E mentre a fine dicembre i casi di Covid hanno ripreso a crescere, al tempo stesso l’ampia campagna vaccinale ha iniziato a dimostrare il suo impatto, specie con riferimento “all’infinitamente inferiore numero di pazienti che finiscono in terapia intensiva”, Confalone si mostra fermamente convinto che non sia il caso né di fare trionfalismi né tantomeno di ridimensionare il problema. Ancora prima di un eventuale ritorno alla normalità, infatti, a suo avviso, si tratta piuttosto di “imparare a convivere con una crisi non acuta, ma in qualche modo endemica, e quindi imparare a vivere e lavorare in un contesto che sarà comunque diverso da quello a cui eravamo abituati prima della pandemia”.
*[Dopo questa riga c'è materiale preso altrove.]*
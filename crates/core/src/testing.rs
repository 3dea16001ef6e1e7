//! In-memory scriptable driver
//!
//! `MockDatabase` stands in for a real client library in tests. It serves
//! canned rows per SQL text, counts every call per operation, keeps a journal
//! of executed SQL, and can be told to fail a given operation a number of
//! times with a given error.
//!
//! All handles opened from one `MockDatabase` share its state, so a test can
//! change the canned rows between an original execution and a replay.

use std::collections::HashMap;
use std::io::{Cursor, Read};
use std::sync::Arc;
use std::time::Duration;

use parking_lot::Mutex;

use crate::error::{sql_state, Error, Result};
use crate::traits::{Connection, ConnectionFactory, PreparedStatement, ResultSet, Statement};
use crate::types::{Column, IsolationLevel, StreamKind};
use crate::value::Value;

/// Driver operation, used for failure injection and call counting
#[derive(Debug, Clone, Copy, PartialEq, Eq, Hash)]
pub enum Op {
    /// Opening a connection
    Connect,
    /// `Connection::commit`
    Commit,
    /// `Connection::rollback`
    Rollback,
    /// `Connection::close`
    Close,
    /// `Connection::set_auto_commit`
    SetAutoCommit,
    /// `Connection::prepare_statement`
    Prepare,
    /// `Connection::create_statement`
    CreateStatement,
    /// `execute` on either statement kind
    Execute,
    /// `execute_query` on either statement kind
    ExecuteQuery,
    /// `execute_update` on either statement kind
    ExecuteUpdate,
    /// `execute_batch` on either statement kind
    ExecuteBatch,
    /// `ResultSet::next`
    Next,
    /// `ResultSet::get`
    Get,
    /// `ResultSet::get_stream`
    GetStream,
    /// `Connection::is_valid`
    IsValid,
}

#[derive(Debug, Clone)]
struct CannedRows {
    columns: Vec<String>,
    rows: Vec<Vec<Value>>,
}

#[derive(Debug)]
struct Failure {
    op: Op,
    skip: usize,
    remaining: Option<usize>,
    error: Error,
}

#[derive(Debug)]
struct MockState {
    results: HashMap<String, CannedRows>,
    update_counts: HashMap<String, u64>,
    failures: Vec<Failure>,
    calls: HashMap<Op, usize>,
    connections_opened: usize,
    valid: bool,
    auto_commit_on_connect: bool,
    warnings: Vec<String>,
    journal: Vec<String>,
    bindings: Vec<Vec<Value>>,
}
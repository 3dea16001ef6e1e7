//! Implicit row locking for reads
//!
//! `SelectForUpdate` appends `FOR UPDATE` to a `SELECT` so concurrent
//! writers queue on the rows it reads instead of failing at commit with a
//! serialization conflict. A statement qualifies only when locking makes
//! sense for it:
//!
//! - the transaction is not read-only
//! - it does not read at a point in time (`AS OF SYSTEM TIME`)
//! - it does not already lock (`FOR UPDATE`, `FOR NO KEY UPDATE`, `FOR SHARE`,
//!   `FOR KEY SHARE`, including `SKIP LOCKED`/`NOWAIT` forms)
//! - it calls no aggregate function
//! - it has no `GROUP BY`, `HAVING` or `DISTINCT`
//! - it reads no system catalog schema
//!
//! When the statement ends with `;` the clause goes in front of the first
//! `;` and every terminator after it is kept as written.

use once_cell::sync::Lazy;
use regex::Regex;
use sqlreplay_core::{Error, Result};
use std::collections::HashSet;

use crate::QueryProcessor;

/// Aggregate function names that disqualify a statement from row locking
pub const AGGREGATE_FUNCTIONS: &[&str] = &[
    "array_agg",
    "avg",
    "bit_and",
    "bit_or",
    "bool_and",
    "bool_or",
    "concat_agg",
    "corr",
    "count",
    "count_rows",
    "covar_pop",
    "covar_samp",
    "every",
    "json_agg",
    "json_object_agg",
    "max",
    "min",
    "percentile_cont",
    "percentile_disc",
    "regr_avgx",
    "regr_avgy",
    "regr_count",
    "regr_intercept",
    "regr_r2",
    "regr_slope",
    "regr_sxx",
    "regr_sxy",
    "regr_syy",
    "sqrdiff",
    "st_collect",
    "st_extent",
    "st_makeline",
    "st_memcollect",
    "st_memunion",
    "st_union",
    "stddev",
    "stddev_pop",
    "stddev_samp",
    "string_agg",
    "sum",
    "sum_int",
    "var_pop",
    "var_samp",
    "variance",
    "xor_agg",
];

const SYSTEM_SCHEMAS: &[&str] = &[
    "crdb_internal.",
    "information_schema.",
    "pg_catalog.",
    "pg_extension.",
];

const LOCKING_CLAUSE: &str = " FOR UPDATE";

const LOCKING_STRENGTHS: &[&str] = &[
    "for update",
    "for no key update",
    "for share",
    "for key share",
];

const GROUPING_CLAUSES: &[&str] = &["group by", "having", "distinct"];

static AGGREGATES: Lazy<HashSet<&'static str>> =
    Lazy::new(|| AGGREGATE_FUNCTIONS.iter().copied().collect());

// identifier immediately followed by an opening parenthesis
static FUNCTION_CALL: Lazy<Regex> = Lazy::new(|| Regex::new(r"(\w+)\(").expect("valid regex"));

/// Processor that adds `FOR UPDATE` to qualifying `SELECT` statements
#[derive(Debug, Clone, Copy, Default)]
pub struct SelectForUpdate;

impl SelectForUpdate {
    fn qualifies(read_only: bool, lowered: &str) -> bool {
        lowered.starts_with("select")
            && !read_only
            && !lowered.contains("as of system time")
            && !LOCKING_STRENGTHS.iter().any(|clause| lowered.contains(clause))
            && !has_aggregate_function(lowered)
            && !GROUPING_CLAUSES.iter().any(|clause| lowered.contains(clause))
            && !SYSTEM_SCHEMAS.iter().any(|schema| lowered.contains(schema))
    }
}

impl QueryProcessor for SelectForUpdate {
    fn process(&self, read_only: bool, sql: &str) -> String {
        if !Self::qualifies(read_only, &sql.to_lowercase()) {
            return sql.to_string();
        }
        if sql.ends_with(';') {
            sql.replacen(';', &format!("{};", LOCKING_CLAUSE), 1)
        } else {
            format!("{}{}", sql, LOCKING_CLAUSE)
        }
    }

    fn name(&self) -> &'static str {
        "select-for-update"
    }
}

fn has_aggregate_function(lowered: &str) -> bool {
    FUNCTION_CALL
        .captures_iter(lowered)
        .filter_map(|caps| caps.get(1))
        .any(|name| AGGREGATES.contains(name.as_str()))
}

/// Apply the row-locking rewrite to possibly absent statement text
///
/// Absent text is an `InvalidArgument` error; empty text comes back empty.
pub fn rewrite(read_only: bool, sql: Option<&str>) -> Result<String> {
    let sql = sql.ok_or_else(|| Error::InvalidArgument("query is null".into()))?;
    Ok(SelectForUpdate.process(read_only, sql))
}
Da questo punto di vista, secondo Confalone, quello che non deve cambiare invece, “sono gli obiettivi aziendali di lungo termine” che, nel caso di Gilead, rimangono gli stessi antecedenti all’insorgere della pandemia. “Abbiamo come motto ‘rendere possibile l’impossibile’. E pertanto è confermato il target di rendere disponibili ai pazienti di tutto il mondo almeno dieci nuove terapie trasformative entro il 2030. Lo vogliamo fare come sappiamo farlo, ossia continuando a investire in ricerca e sviluppo, prevalentemente su due aree”, prosegue, “quella delle malattie infettive, come epatiti e hiv, la cui gravità a noi non era mai sfuggita in tutta la sua evidenza a livello globale, e quella dell’oncologia, dunque tumori solidi ed ematologici”.

“Ma non c’è innovazione senza che a quell’innovazione sia garantito un accesso generalizzato”, puntualizza Confalone. Dunque, per ogni nuovo farmaco la sfida è anche quella di “renderlo sostenibile per i sistemi sanitari”. E anche questo, assicura, è “uno dei pilastri fondamentali nella strategia di Gilead al 2030”. La strada è già stata tracciata nell’esperienza di questi anni e significa: “meccanismi di rimborsabilità innovativi e sostenibili come, per esempio, il price volume utilizzato per l’Hcv dove il costo del farmaco decresce all’aumentare del numero di pazienti trattati, oppure, come nel caso delle terapie cellulari, sposando una logica di pagamento solo in caso di successo del trattamento”. Senza dimenticare la pluriennale esperienza di farmaci come quelli contro l’hiv che, per oltre il 90% dei casi – e stiamo parlando di oltre 17 milioni di persone nel mondo – sono stati concessi tramite licenza volontaria o a prezzi estremamente ridotti nei paesi con minori disponibilità economiche. Sempre per garantire la massima accessibilità possibile.

E sempre per restare nel campo dell’innovazione, c’è una considerazione finale che Confalone ha voluto condividere dopo due anni di lotta con il coronavirus. “L’importanza di investire, a tutti i livelli, nei sistemi sanitari, anche attraverso meccanismi di cooperazione tra pubblico e privato. Vale quando si parla di rinforzare la medicina territoriale, e le riforme sembra che vogliano andare in questa direzione, di riprendere i percorsi di diagnosi e trattamento per patologie che in questi anni di pandemia hanno sofferto, ma vale anche quando si parla di terapie avanzate”. Terapie dove eccellenza e accessibilità devono e dovranno sempre più andare di pari passo.